* _Collected data entries_

┄┄┄┄┄┄

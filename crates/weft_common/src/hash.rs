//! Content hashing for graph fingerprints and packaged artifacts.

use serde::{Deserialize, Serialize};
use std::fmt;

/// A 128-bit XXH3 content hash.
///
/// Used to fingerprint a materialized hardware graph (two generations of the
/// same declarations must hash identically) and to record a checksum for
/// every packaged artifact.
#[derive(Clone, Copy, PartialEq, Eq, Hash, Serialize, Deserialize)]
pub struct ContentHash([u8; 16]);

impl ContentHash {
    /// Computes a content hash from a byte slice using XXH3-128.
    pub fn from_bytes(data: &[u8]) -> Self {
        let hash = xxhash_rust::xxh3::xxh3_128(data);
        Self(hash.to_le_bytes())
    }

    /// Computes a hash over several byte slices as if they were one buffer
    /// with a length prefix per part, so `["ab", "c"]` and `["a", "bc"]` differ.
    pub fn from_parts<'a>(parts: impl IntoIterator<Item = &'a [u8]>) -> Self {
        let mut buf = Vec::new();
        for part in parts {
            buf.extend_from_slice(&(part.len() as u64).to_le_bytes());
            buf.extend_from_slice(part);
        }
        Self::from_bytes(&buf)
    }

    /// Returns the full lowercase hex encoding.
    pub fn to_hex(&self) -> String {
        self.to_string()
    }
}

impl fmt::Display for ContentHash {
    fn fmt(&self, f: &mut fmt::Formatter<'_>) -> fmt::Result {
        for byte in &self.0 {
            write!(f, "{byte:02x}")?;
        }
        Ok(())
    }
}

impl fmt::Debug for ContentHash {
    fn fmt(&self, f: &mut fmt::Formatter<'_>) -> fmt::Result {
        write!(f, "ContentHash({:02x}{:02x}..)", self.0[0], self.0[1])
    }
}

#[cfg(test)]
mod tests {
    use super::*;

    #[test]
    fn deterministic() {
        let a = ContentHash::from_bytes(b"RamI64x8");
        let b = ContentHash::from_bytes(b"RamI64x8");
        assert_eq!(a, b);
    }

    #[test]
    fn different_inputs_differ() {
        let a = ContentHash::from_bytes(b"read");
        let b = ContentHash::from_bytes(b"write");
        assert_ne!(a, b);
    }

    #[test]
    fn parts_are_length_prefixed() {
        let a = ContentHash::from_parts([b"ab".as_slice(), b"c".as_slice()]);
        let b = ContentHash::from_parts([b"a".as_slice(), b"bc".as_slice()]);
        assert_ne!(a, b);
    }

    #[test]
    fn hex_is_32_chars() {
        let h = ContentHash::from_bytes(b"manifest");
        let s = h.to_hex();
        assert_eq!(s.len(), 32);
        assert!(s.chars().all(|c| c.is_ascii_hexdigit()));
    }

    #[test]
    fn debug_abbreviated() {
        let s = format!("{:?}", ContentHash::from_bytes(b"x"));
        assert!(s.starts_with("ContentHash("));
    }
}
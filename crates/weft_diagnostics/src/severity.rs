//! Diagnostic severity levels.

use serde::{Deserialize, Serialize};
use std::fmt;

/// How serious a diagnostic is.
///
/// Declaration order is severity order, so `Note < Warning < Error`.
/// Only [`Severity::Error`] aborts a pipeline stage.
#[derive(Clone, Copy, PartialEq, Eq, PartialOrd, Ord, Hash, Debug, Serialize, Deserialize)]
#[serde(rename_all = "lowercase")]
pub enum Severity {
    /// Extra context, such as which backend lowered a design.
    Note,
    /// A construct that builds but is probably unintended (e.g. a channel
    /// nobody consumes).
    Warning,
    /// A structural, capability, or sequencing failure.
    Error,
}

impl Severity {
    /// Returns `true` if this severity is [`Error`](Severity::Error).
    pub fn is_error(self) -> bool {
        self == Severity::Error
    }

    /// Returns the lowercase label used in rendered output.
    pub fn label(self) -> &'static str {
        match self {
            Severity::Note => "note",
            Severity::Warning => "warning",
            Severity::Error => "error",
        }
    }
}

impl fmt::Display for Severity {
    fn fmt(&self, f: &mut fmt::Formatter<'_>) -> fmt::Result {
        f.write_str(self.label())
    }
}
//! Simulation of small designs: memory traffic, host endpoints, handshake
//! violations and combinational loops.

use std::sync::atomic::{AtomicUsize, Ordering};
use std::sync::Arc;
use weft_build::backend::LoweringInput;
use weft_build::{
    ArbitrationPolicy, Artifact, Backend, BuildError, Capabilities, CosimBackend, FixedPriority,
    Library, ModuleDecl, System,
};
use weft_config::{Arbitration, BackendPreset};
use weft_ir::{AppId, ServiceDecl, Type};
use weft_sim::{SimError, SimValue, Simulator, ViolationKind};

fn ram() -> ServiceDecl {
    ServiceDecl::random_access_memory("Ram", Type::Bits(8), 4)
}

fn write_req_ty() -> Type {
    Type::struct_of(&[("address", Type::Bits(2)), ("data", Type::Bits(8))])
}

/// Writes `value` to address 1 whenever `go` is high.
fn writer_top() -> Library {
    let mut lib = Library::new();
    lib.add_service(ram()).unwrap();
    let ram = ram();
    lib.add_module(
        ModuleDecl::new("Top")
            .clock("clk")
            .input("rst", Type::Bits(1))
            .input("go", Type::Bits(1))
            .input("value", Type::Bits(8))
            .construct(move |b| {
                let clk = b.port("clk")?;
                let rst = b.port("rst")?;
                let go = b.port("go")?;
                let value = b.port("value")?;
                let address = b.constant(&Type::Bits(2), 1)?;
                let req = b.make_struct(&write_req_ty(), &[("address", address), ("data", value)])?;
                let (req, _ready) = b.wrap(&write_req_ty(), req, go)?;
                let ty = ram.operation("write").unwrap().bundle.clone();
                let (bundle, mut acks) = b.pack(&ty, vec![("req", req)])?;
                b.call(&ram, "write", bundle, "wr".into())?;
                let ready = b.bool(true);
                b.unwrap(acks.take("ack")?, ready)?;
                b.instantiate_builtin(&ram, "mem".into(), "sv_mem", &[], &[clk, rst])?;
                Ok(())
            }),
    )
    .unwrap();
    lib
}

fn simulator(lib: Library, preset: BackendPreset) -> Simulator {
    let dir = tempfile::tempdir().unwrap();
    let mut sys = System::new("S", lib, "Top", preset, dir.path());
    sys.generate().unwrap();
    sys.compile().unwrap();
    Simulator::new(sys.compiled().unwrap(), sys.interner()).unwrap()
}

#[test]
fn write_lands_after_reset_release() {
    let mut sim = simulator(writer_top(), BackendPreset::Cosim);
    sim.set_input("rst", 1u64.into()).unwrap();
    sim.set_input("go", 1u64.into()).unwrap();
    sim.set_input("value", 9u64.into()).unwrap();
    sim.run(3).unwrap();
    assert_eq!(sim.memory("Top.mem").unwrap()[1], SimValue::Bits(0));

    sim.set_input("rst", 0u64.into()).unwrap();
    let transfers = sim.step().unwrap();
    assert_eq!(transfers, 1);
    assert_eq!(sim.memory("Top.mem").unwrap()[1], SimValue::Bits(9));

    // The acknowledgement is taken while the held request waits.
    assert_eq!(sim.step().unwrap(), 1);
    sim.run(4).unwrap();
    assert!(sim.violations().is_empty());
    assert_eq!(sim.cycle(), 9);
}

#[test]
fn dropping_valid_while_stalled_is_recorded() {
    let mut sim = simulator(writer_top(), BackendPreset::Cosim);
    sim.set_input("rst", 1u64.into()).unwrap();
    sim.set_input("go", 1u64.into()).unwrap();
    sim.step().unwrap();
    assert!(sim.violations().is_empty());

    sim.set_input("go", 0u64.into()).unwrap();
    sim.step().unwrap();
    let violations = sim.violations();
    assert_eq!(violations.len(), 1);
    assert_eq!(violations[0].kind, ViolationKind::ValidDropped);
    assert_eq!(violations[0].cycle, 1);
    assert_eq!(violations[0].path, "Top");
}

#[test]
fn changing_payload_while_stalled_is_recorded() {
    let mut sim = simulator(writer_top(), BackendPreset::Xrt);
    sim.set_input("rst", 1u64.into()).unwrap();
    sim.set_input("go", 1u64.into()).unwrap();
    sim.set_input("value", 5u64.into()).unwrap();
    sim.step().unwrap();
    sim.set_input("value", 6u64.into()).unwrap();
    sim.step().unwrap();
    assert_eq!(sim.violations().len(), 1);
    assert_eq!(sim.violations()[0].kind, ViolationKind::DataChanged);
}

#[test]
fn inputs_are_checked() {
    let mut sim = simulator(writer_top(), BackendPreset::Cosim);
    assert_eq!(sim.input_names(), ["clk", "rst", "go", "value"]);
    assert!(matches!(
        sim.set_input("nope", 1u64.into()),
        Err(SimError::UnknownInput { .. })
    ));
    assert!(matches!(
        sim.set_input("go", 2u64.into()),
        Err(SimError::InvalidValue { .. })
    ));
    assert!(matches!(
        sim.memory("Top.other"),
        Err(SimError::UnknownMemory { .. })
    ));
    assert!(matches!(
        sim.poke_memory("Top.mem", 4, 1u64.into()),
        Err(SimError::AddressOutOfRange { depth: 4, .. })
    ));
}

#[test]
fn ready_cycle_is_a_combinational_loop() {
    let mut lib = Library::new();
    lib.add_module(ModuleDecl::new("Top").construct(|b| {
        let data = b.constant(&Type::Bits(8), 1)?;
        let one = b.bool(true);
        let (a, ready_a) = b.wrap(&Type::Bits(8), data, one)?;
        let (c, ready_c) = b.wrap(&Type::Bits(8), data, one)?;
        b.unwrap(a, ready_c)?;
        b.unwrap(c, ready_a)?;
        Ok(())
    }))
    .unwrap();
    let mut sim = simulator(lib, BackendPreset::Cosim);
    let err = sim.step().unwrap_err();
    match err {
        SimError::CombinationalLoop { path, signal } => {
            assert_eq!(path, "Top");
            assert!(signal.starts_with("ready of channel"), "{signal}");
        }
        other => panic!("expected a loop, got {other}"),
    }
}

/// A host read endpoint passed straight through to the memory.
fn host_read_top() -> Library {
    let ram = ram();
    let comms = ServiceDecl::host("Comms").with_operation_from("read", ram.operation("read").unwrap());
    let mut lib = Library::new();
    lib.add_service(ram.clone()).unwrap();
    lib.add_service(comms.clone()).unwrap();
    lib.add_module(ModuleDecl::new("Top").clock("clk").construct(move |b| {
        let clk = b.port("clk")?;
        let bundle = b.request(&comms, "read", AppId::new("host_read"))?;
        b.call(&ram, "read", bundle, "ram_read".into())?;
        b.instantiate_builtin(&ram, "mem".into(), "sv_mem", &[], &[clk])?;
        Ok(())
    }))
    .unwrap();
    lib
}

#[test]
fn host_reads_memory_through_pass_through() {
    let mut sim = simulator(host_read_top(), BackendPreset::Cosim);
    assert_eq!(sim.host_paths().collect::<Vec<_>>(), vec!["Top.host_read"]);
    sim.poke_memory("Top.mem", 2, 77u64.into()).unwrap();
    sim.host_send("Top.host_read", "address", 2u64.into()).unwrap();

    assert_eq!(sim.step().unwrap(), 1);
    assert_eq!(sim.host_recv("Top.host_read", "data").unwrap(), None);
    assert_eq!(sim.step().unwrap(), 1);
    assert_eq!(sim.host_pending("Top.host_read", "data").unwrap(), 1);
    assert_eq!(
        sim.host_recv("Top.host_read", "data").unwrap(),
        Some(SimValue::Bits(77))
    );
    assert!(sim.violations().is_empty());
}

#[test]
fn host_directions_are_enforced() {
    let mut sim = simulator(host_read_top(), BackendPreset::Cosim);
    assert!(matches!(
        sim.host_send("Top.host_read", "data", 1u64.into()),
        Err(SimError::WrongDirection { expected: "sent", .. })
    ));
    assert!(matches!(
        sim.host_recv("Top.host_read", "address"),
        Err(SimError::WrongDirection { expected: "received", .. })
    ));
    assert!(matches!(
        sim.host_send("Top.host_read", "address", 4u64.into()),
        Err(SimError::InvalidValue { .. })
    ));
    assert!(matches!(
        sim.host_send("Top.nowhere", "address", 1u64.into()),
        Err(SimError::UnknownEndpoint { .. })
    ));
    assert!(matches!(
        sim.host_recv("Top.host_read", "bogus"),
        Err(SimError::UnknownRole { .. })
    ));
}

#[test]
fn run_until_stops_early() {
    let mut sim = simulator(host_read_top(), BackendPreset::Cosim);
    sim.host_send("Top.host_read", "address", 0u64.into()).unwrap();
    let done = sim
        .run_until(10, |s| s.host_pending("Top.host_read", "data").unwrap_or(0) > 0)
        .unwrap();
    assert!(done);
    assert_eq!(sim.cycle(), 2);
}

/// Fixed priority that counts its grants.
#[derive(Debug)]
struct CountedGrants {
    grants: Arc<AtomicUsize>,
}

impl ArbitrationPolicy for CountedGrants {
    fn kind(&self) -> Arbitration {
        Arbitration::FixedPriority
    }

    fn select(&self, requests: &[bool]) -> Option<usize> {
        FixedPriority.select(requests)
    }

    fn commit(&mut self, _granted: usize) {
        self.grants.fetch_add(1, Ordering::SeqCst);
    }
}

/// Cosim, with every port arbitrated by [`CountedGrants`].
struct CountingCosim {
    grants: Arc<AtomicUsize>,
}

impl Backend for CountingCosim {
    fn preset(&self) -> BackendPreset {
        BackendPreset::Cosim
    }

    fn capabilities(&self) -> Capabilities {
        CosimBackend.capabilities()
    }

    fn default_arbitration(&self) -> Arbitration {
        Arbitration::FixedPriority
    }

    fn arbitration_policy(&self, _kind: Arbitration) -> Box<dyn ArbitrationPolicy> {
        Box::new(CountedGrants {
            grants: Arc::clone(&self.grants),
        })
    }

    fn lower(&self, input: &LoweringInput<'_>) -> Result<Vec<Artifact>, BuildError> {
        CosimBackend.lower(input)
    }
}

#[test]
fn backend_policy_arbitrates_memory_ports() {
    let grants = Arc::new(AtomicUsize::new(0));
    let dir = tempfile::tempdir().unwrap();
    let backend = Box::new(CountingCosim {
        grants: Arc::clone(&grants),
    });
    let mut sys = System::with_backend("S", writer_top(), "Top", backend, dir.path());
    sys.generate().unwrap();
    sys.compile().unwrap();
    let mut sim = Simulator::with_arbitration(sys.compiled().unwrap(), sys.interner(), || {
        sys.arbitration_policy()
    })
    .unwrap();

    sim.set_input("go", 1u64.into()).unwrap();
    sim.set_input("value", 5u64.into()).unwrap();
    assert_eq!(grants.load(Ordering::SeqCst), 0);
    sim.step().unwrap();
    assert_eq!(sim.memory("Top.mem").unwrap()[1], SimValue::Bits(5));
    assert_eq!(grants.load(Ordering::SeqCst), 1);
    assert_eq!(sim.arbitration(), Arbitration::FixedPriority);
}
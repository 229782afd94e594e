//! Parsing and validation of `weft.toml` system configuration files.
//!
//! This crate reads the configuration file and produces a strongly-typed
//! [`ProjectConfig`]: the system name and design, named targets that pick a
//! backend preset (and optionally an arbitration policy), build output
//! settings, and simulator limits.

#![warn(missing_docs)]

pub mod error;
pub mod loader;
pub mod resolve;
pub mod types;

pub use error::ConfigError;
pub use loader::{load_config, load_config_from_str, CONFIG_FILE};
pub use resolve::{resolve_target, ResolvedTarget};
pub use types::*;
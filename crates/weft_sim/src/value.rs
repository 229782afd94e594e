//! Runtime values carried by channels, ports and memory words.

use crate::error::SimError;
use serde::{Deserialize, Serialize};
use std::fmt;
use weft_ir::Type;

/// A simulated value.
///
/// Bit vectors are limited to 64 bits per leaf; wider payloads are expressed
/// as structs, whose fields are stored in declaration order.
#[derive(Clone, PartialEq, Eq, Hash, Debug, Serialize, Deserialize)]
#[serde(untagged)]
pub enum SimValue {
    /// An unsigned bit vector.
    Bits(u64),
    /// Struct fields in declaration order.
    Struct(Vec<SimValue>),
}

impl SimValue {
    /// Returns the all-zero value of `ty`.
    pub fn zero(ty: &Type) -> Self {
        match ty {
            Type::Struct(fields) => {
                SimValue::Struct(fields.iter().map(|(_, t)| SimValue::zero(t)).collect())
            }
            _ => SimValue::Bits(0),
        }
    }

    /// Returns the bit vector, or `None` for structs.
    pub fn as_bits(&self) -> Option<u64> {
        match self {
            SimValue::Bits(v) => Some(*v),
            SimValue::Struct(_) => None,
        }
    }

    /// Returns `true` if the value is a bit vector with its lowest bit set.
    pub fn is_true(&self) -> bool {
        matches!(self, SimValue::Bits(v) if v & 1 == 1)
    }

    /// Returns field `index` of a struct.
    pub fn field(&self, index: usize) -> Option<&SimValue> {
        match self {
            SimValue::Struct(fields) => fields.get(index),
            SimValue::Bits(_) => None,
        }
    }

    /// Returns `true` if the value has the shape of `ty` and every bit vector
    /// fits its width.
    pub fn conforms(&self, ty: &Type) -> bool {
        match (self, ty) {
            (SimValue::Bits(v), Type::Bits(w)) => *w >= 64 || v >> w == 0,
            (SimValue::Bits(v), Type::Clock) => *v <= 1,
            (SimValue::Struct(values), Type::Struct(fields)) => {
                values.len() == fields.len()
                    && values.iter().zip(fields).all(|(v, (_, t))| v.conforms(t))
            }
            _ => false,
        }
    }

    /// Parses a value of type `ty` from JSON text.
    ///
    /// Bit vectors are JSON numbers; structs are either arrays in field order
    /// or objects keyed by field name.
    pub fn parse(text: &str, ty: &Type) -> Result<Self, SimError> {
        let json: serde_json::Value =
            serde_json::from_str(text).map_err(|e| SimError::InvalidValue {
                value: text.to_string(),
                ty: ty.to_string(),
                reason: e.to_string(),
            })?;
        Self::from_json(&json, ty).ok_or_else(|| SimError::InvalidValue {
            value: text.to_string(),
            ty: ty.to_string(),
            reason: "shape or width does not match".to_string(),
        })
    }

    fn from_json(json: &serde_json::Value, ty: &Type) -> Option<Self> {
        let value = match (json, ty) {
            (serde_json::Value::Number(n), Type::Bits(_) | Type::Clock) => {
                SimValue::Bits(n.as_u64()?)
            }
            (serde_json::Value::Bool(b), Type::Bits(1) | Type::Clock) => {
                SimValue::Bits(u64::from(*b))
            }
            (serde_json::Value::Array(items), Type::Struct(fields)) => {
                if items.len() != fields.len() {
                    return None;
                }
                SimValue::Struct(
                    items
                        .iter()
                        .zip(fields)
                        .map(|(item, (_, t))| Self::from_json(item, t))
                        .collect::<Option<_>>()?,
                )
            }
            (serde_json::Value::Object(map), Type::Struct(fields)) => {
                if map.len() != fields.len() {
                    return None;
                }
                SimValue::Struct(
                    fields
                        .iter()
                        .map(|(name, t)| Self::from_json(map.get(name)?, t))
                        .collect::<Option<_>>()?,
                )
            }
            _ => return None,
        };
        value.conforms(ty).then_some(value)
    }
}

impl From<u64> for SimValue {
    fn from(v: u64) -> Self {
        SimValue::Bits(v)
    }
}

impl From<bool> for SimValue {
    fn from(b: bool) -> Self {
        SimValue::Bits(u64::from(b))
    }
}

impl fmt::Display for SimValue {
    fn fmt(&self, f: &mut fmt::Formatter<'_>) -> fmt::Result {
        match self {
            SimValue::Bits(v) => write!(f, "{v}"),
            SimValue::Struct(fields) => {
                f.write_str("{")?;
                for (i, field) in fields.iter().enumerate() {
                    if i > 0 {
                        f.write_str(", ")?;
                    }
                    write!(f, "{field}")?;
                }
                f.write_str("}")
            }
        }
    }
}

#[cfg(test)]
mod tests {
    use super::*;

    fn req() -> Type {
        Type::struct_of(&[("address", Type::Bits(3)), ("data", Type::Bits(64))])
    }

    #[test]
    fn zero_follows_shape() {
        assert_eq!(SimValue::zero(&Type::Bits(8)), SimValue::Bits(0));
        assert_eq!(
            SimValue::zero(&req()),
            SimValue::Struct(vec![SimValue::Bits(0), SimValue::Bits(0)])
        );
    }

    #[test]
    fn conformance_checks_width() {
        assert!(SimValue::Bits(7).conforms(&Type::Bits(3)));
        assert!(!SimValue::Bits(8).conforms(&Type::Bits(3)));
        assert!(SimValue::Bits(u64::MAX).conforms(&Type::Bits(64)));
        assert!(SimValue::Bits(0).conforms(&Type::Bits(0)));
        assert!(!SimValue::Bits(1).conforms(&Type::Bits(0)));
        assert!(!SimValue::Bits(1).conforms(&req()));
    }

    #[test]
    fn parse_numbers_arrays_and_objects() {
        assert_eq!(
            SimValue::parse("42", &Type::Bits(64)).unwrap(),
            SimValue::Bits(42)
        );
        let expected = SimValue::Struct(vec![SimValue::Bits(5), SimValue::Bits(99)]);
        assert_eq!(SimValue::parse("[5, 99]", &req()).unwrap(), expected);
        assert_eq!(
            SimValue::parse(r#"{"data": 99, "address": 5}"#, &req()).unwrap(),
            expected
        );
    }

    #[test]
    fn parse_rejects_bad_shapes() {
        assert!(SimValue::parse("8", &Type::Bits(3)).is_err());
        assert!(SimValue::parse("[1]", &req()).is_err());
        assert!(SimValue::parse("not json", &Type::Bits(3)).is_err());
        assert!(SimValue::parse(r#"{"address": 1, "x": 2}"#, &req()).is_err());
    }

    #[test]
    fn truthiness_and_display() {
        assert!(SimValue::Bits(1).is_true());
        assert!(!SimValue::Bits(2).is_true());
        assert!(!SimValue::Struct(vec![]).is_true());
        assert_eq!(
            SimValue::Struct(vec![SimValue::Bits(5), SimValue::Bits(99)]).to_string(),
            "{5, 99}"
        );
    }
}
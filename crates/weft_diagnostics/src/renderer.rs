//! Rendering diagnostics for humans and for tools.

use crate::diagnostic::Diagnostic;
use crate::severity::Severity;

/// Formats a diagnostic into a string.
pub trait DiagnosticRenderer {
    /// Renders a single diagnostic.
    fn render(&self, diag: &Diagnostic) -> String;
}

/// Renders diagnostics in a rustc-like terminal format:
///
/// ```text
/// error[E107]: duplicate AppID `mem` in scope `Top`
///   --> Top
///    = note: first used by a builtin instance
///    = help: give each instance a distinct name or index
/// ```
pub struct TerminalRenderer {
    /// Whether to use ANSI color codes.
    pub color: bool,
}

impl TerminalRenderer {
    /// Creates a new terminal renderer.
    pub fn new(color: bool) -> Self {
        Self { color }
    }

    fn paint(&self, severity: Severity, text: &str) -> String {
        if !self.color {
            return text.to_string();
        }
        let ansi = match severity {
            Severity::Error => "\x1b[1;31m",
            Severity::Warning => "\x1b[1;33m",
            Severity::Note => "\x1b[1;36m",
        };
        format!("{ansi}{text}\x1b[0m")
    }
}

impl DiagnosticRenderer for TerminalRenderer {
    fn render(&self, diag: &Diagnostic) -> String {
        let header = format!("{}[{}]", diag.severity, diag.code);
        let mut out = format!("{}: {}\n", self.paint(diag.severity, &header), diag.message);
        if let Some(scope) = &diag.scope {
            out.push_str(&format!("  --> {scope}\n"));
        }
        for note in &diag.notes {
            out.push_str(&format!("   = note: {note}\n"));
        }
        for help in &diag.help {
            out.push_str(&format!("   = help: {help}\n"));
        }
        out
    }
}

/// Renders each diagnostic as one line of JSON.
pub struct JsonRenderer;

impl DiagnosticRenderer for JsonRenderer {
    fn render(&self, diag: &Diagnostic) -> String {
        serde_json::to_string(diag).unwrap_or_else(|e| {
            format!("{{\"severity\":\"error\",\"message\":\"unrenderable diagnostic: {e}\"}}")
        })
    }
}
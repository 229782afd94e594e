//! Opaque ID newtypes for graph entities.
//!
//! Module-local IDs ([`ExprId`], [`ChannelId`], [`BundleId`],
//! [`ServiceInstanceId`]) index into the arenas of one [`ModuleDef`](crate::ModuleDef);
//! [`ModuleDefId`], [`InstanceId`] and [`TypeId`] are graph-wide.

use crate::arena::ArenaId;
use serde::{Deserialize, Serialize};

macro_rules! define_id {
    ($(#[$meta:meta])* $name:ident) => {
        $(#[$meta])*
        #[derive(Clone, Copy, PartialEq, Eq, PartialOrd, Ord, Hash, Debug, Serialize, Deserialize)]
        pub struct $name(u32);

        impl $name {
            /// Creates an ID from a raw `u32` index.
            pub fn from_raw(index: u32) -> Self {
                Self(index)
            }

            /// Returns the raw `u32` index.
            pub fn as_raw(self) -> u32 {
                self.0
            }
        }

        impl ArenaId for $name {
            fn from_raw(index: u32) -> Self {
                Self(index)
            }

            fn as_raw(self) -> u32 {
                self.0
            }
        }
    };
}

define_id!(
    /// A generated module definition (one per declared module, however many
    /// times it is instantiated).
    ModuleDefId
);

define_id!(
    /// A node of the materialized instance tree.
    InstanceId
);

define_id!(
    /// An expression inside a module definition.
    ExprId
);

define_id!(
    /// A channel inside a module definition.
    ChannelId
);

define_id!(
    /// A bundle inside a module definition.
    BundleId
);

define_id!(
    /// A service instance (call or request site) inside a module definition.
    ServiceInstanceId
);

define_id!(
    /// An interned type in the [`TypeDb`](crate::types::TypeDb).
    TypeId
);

┄┄┄┄┄┄

* _TASK INSTRUCTIONS_
I need each line of the entries that holds the string "CountedGrants" located and copied.

* _RESULT OF THIS EXERCISE_
struct CountedGrants {
impl ArbitrationPolicy for CountedGrants {
/// Cosim, with every port arbitrated by [`CountedGrants`].
        Box::new(CountedGrants {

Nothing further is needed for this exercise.